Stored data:

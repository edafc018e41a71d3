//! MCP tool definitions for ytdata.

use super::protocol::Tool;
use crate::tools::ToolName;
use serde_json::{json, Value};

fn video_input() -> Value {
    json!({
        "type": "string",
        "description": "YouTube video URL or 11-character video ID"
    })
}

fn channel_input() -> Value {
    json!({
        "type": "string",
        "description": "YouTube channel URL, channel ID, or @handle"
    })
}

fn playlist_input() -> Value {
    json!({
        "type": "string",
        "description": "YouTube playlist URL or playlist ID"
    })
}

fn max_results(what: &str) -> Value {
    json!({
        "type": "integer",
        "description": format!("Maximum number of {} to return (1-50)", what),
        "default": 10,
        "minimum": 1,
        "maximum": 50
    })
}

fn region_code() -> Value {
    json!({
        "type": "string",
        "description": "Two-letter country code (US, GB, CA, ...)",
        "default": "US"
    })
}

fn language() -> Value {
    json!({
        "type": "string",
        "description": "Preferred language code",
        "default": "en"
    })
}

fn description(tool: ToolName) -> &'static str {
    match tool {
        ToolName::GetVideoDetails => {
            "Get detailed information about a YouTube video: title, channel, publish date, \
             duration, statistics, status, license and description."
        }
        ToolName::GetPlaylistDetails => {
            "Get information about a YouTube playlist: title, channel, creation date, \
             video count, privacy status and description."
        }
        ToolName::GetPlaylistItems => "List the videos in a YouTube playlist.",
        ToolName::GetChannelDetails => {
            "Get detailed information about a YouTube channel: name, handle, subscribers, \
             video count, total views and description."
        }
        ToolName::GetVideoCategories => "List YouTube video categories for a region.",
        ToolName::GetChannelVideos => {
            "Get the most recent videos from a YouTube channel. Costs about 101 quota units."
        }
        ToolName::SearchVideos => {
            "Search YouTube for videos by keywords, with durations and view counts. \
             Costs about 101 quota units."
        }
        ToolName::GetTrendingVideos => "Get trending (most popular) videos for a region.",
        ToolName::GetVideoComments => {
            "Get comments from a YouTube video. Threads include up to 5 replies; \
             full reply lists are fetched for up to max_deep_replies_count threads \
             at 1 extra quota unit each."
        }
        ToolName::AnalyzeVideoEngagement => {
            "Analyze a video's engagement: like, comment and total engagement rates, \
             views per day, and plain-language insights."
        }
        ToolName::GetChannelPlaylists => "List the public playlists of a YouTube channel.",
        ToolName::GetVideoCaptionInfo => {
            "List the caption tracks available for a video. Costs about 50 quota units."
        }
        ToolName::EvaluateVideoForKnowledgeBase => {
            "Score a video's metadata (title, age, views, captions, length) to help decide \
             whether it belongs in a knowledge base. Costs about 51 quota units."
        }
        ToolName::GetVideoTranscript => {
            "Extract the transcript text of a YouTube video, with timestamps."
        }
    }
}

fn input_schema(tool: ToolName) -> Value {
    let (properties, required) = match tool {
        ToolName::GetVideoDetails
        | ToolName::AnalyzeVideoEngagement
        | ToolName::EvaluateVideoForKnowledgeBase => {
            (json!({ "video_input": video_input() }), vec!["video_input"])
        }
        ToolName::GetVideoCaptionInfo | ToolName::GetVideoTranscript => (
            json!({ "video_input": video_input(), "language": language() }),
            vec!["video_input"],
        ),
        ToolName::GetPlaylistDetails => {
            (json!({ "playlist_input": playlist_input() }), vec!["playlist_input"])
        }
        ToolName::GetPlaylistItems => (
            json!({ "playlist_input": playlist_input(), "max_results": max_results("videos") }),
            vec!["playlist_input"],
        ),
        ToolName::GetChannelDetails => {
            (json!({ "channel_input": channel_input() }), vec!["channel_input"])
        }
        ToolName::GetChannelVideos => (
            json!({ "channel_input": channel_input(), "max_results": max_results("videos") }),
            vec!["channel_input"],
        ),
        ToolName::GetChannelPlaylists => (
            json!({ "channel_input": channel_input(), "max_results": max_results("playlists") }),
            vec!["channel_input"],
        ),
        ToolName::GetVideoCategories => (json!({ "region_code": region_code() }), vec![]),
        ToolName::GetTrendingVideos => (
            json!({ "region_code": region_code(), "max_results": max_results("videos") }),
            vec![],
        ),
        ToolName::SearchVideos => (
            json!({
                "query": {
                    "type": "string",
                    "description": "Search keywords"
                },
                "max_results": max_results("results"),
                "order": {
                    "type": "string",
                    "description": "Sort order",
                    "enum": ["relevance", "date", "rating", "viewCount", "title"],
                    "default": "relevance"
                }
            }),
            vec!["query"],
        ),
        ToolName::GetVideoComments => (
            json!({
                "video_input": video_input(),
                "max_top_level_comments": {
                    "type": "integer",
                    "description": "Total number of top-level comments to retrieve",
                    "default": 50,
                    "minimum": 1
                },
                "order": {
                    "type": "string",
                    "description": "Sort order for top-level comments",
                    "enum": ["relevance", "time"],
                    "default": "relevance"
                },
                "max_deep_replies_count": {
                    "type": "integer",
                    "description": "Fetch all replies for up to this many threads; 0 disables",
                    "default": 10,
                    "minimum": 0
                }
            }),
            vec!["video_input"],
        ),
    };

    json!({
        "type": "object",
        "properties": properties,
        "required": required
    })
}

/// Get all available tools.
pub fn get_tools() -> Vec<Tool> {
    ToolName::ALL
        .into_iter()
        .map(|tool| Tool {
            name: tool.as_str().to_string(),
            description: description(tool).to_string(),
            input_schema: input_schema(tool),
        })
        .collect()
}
* * *
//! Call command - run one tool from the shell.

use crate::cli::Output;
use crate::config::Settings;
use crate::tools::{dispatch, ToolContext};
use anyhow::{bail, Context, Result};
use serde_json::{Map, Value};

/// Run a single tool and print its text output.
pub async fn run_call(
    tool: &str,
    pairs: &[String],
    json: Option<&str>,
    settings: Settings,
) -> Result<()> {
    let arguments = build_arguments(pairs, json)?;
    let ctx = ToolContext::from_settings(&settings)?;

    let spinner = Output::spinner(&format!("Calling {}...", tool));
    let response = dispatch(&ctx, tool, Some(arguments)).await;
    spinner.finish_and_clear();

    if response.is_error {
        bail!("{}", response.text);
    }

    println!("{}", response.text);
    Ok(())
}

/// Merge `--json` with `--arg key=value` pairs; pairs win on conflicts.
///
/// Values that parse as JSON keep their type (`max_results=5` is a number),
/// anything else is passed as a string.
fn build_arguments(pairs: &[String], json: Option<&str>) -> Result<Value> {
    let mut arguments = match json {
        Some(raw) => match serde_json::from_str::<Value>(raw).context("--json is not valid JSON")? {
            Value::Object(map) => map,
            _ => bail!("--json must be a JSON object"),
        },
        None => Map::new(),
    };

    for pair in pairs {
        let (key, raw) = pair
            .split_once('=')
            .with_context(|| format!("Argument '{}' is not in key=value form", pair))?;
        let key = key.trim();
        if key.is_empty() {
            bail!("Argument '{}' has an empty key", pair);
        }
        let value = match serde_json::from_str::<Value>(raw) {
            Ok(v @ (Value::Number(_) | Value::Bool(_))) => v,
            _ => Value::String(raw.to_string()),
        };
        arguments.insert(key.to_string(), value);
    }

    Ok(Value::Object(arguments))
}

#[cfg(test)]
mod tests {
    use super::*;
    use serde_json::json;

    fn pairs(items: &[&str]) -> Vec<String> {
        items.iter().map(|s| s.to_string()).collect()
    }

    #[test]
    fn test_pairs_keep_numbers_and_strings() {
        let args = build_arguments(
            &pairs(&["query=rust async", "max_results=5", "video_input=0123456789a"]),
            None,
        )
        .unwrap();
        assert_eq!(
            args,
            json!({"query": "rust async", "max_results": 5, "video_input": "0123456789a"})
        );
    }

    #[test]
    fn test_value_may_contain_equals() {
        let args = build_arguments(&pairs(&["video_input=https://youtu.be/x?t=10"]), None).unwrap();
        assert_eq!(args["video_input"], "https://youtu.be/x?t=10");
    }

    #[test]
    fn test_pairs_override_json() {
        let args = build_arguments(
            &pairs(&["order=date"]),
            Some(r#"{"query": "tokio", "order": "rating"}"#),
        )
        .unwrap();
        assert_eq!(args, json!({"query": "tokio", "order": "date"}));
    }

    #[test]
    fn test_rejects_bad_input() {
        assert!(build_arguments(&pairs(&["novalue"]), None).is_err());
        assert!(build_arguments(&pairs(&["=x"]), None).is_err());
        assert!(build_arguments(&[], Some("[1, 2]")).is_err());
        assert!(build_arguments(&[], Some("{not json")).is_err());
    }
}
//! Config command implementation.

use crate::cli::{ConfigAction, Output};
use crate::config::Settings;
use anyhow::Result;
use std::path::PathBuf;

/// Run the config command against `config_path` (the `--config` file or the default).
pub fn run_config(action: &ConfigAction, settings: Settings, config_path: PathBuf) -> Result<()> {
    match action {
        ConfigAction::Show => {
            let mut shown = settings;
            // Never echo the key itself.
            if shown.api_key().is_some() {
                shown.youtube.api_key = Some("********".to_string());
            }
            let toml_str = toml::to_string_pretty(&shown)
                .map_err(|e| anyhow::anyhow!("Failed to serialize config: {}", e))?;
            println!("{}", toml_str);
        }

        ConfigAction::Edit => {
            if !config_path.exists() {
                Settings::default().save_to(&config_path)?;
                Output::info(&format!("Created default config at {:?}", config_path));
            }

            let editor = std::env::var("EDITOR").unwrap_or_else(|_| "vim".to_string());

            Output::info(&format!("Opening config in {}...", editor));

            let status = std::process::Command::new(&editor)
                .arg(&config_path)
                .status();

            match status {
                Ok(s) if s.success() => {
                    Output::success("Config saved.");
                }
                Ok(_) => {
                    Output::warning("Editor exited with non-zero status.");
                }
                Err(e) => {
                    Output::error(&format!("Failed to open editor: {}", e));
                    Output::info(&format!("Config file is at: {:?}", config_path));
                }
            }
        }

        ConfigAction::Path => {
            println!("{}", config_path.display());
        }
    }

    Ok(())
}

[Task instructions]
What lines in the entries contain "most"? Report each one by copying it.

[Answer section]
            "Get the most recent videos from a YouTube channel. Costs about 101 quota units."
        ToolName::GetTrendingVideos => "Get trending (most popular) videos for a region.",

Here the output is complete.